▶ Brief
Among the records that follow, count the lines where "Value" appears, and state the count by itself.

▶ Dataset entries
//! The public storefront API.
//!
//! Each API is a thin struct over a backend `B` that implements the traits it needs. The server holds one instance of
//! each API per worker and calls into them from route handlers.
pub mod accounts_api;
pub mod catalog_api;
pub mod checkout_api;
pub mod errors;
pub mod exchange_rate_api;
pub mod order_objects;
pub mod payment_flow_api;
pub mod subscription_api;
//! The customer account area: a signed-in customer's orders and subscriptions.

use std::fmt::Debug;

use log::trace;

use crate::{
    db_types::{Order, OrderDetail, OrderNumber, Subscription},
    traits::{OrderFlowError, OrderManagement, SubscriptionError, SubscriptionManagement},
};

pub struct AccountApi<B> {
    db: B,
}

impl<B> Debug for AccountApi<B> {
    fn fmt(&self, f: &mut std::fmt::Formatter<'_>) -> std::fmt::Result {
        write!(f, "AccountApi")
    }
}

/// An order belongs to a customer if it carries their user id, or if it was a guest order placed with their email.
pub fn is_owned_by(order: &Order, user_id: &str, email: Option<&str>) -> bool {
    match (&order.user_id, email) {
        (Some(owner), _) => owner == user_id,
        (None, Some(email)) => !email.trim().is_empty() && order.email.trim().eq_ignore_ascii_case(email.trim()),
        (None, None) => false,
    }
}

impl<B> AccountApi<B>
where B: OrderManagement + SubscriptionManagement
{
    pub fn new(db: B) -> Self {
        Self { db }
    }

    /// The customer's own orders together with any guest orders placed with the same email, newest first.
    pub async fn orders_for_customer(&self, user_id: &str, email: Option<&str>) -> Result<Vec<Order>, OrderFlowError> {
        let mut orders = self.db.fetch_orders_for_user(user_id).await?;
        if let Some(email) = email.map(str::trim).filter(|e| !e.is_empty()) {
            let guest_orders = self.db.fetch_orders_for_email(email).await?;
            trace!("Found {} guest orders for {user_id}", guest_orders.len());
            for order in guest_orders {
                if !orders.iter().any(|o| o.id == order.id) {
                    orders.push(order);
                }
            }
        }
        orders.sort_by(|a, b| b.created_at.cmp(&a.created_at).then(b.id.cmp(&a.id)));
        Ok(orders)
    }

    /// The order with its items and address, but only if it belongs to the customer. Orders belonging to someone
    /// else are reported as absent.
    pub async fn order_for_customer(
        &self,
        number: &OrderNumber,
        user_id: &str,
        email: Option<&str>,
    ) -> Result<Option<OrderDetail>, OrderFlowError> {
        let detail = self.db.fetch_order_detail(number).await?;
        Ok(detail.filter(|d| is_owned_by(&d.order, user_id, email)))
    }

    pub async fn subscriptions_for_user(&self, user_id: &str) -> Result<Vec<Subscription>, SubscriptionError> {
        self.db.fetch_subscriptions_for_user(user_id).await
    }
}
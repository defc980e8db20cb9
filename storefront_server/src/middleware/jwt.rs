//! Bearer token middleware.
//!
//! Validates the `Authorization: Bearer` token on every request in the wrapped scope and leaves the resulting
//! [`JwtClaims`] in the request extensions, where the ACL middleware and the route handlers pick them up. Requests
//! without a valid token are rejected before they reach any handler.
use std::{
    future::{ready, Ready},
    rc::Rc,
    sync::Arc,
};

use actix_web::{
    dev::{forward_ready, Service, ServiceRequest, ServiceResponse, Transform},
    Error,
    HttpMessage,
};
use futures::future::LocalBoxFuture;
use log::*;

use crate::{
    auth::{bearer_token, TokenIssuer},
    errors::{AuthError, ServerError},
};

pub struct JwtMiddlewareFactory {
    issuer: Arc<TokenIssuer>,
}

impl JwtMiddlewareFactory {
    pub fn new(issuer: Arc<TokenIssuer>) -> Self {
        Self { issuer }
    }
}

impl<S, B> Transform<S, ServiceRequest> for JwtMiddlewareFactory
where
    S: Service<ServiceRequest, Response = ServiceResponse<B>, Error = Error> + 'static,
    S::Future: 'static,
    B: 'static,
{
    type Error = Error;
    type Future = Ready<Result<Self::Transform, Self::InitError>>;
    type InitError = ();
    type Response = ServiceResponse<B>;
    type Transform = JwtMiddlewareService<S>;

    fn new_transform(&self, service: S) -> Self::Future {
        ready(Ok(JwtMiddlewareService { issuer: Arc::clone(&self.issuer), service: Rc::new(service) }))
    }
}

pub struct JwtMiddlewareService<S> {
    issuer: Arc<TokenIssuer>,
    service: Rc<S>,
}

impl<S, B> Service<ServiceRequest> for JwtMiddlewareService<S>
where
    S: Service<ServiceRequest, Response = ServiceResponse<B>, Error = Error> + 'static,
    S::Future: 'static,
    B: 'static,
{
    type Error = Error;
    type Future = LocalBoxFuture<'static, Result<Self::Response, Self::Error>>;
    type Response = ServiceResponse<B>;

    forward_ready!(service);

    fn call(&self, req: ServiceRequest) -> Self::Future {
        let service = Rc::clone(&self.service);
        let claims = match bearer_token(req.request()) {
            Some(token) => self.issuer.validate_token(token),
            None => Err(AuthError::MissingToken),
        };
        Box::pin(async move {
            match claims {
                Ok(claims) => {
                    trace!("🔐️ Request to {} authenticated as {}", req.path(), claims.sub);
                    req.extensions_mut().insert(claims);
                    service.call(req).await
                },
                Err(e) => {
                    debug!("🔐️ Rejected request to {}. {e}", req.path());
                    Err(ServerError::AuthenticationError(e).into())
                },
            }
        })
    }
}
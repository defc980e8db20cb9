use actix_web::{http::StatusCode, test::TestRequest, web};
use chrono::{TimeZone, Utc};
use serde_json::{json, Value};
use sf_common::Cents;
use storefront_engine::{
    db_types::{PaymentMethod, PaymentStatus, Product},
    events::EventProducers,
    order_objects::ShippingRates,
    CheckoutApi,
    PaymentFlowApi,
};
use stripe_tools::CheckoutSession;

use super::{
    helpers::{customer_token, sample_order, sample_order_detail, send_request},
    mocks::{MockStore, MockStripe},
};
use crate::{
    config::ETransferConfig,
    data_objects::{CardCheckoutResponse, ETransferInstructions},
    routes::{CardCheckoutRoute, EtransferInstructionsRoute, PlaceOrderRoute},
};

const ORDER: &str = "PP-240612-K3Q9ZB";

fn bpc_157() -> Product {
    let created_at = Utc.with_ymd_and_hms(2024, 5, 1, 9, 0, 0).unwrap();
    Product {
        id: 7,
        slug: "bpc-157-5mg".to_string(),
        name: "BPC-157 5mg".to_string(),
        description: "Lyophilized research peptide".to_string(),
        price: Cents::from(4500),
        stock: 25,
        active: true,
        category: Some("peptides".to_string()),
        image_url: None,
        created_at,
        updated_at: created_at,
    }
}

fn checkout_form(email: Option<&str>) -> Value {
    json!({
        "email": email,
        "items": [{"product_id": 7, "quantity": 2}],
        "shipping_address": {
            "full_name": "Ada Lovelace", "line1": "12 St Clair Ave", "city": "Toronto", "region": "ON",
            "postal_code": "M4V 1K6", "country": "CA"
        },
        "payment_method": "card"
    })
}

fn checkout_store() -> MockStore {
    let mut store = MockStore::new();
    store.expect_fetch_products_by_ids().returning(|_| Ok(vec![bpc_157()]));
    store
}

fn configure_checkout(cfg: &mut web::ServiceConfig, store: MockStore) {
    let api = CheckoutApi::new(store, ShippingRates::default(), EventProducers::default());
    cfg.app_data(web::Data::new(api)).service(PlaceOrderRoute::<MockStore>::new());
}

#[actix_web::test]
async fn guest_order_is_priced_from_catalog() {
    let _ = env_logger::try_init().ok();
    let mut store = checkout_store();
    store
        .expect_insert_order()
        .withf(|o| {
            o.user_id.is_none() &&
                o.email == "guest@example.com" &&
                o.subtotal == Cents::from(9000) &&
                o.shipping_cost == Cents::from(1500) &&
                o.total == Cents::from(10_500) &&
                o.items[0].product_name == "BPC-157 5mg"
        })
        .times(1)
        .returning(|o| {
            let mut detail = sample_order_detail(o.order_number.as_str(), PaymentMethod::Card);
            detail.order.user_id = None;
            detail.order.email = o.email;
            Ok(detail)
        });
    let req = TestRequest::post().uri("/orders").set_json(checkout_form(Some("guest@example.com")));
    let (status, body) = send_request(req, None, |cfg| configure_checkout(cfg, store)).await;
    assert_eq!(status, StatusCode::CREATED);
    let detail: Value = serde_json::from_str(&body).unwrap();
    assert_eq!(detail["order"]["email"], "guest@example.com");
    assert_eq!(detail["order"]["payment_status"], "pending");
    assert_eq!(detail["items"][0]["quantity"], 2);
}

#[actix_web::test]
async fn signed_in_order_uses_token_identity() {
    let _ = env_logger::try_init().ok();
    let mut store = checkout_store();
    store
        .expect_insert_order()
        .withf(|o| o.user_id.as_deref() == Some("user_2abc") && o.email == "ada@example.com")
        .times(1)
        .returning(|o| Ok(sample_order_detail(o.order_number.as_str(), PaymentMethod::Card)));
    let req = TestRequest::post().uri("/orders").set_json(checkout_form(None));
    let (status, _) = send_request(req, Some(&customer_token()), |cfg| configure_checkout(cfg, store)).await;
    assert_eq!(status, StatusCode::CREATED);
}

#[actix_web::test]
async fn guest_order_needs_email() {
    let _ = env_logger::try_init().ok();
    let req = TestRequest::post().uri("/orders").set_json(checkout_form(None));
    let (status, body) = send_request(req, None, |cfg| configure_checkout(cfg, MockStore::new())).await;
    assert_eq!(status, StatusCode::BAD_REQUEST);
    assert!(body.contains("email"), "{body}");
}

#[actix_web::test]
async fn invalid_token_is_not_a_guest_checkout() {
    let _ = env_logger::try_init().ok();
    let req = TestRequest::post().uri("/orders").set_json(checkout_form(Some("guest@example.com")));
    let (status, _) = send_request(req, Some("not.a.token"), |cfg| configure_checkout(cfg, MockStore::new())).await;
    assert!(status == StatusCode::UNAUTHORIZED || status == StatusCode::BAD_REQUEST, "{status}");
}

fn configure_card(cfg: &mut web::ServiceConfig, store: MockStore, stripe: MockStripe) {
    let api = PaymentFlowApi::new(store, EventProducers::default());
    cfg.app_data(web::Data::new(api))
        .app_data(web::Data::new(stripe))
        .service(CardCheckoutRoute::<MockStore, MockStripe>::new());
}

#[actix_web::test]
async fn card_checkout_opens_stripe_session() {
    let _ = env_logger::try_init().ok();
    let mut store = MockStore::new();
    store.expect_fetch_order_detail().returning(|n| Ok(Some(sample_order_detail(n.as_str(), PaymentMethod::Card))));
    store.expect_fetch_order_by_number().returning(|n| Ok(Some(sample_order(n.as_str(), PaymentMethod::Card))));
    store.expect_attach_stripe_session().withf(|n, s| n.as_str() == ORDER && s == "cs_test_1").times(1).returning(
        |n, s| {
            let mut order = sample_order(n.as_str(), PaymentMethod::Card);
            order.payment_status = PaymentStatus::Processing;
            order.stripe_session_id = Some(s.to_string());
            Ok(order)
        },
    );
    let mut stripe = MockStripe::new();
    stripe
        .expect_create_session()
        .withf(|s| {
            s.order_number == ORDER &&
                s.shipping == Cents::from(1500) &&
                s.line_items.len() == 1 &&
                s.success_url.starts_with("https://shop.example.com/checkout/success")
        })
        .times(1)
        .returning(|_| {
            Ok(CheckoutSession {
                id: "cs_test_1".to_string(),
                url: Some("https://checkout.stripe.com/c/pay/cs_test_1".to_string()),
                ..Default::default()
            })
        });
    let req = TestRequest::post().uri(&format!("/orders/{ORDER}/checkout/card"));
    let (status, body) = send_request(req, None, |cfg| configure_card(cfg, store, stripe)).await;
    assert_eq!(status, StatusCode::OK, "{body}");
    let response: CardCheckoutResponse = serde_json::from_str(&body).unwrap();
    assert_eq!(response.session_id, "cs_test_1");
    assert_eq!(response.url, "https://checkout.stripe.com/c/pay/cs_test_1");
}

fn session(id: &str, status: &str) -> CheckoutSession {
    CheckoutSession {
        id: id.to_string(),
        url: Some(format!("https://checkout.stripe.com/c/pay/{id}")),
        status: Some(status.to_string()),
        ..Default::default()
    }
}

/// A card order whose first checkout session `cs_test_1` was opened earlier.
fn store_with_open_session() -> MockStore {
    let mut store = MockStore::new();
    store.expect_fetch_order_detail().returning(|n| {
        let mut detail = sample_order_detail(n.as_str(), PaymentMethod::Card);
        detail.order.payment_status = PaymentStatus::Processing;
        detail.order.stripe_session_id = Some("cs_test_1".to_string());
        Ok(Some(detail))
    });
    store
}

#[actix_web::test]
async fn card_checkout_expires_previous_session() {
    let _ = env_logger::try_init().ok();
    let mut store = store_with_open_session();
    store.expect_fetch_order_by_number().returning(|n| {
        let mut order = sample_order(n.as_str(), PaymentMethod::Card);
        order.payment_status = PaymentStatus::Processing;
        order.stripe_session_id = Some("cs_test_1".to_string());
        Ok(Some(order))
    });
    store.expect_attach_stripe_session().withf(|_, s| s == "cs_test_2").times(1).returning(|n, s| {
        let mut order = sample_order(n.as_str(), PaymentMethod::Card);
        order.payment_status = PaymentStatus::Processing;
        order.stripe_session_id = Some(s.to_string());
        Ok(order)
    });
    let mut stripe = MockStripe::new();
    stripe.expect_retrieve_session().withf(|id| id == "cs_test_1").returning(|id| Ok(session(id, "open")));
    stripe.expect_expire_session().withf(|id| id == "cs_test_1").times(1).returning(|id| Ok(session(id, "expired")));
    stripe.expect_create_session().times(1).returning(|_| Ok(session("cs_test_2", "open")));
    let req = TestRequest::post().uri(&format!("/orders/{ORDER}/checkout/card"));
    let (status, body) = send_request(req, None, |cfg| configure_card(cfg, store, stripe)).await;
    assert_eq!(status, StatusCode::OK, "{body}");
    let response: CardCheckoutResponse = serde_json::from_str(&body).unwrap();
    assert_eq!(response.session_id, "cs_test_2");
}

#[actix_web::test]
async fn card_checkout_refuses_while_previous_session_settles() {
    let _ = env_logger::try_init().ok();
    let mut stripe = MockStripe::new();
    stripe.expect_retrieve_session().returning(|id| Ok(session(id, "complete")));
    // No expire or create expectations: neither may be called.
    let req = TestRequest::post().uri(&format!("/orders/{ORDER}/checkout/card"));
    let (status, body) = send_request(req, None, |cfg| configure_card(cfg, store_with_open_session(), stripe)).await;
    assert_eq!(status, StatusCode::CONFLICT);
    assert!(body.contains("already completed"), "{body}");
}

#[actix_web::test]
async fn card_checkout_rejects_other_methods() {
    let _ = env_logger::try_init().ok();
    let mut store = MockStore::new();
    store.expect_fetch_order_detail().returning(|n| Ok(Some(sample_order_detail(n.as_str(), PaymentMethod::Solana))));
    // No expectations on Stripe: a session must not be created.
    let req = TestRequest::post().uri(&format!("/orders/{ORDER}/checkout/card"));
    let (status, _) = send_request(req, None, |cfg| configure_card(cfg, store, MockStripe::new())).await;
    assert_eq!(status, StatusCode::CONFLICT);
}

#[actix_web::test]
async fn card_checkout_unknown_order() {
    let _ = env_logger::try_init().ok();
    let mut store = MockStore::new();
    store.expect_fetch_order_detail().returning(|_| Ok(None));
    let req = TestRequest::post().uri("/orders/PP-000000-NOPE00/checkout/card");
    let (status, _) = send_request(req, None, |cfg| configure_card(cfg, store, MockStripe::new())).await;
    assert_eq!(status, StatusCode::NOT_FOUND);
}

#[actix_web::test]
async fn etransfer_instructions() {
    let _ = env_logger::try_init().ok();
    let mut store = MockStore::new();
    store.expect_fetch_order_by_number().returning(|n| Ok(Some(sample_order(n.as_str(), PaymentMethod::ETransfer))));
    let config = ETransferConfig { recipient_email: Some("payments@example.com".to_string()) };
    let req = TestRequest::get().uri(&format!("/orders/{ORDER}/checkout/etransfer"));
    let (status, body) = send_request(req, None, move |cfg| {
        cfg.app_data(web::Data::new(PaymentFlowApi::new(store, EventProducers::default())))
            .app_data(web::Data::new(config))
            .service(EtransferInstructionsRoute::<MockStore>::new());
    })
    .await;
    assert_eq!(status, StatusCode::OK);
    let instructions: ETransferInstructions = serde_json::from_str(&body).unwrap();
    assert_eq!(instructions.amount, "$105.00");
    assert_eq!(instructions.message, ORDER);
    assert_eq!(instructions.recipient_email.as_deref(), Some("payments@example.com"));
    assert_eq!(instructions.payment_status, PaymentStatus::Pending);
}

▶ Solution for this problem
3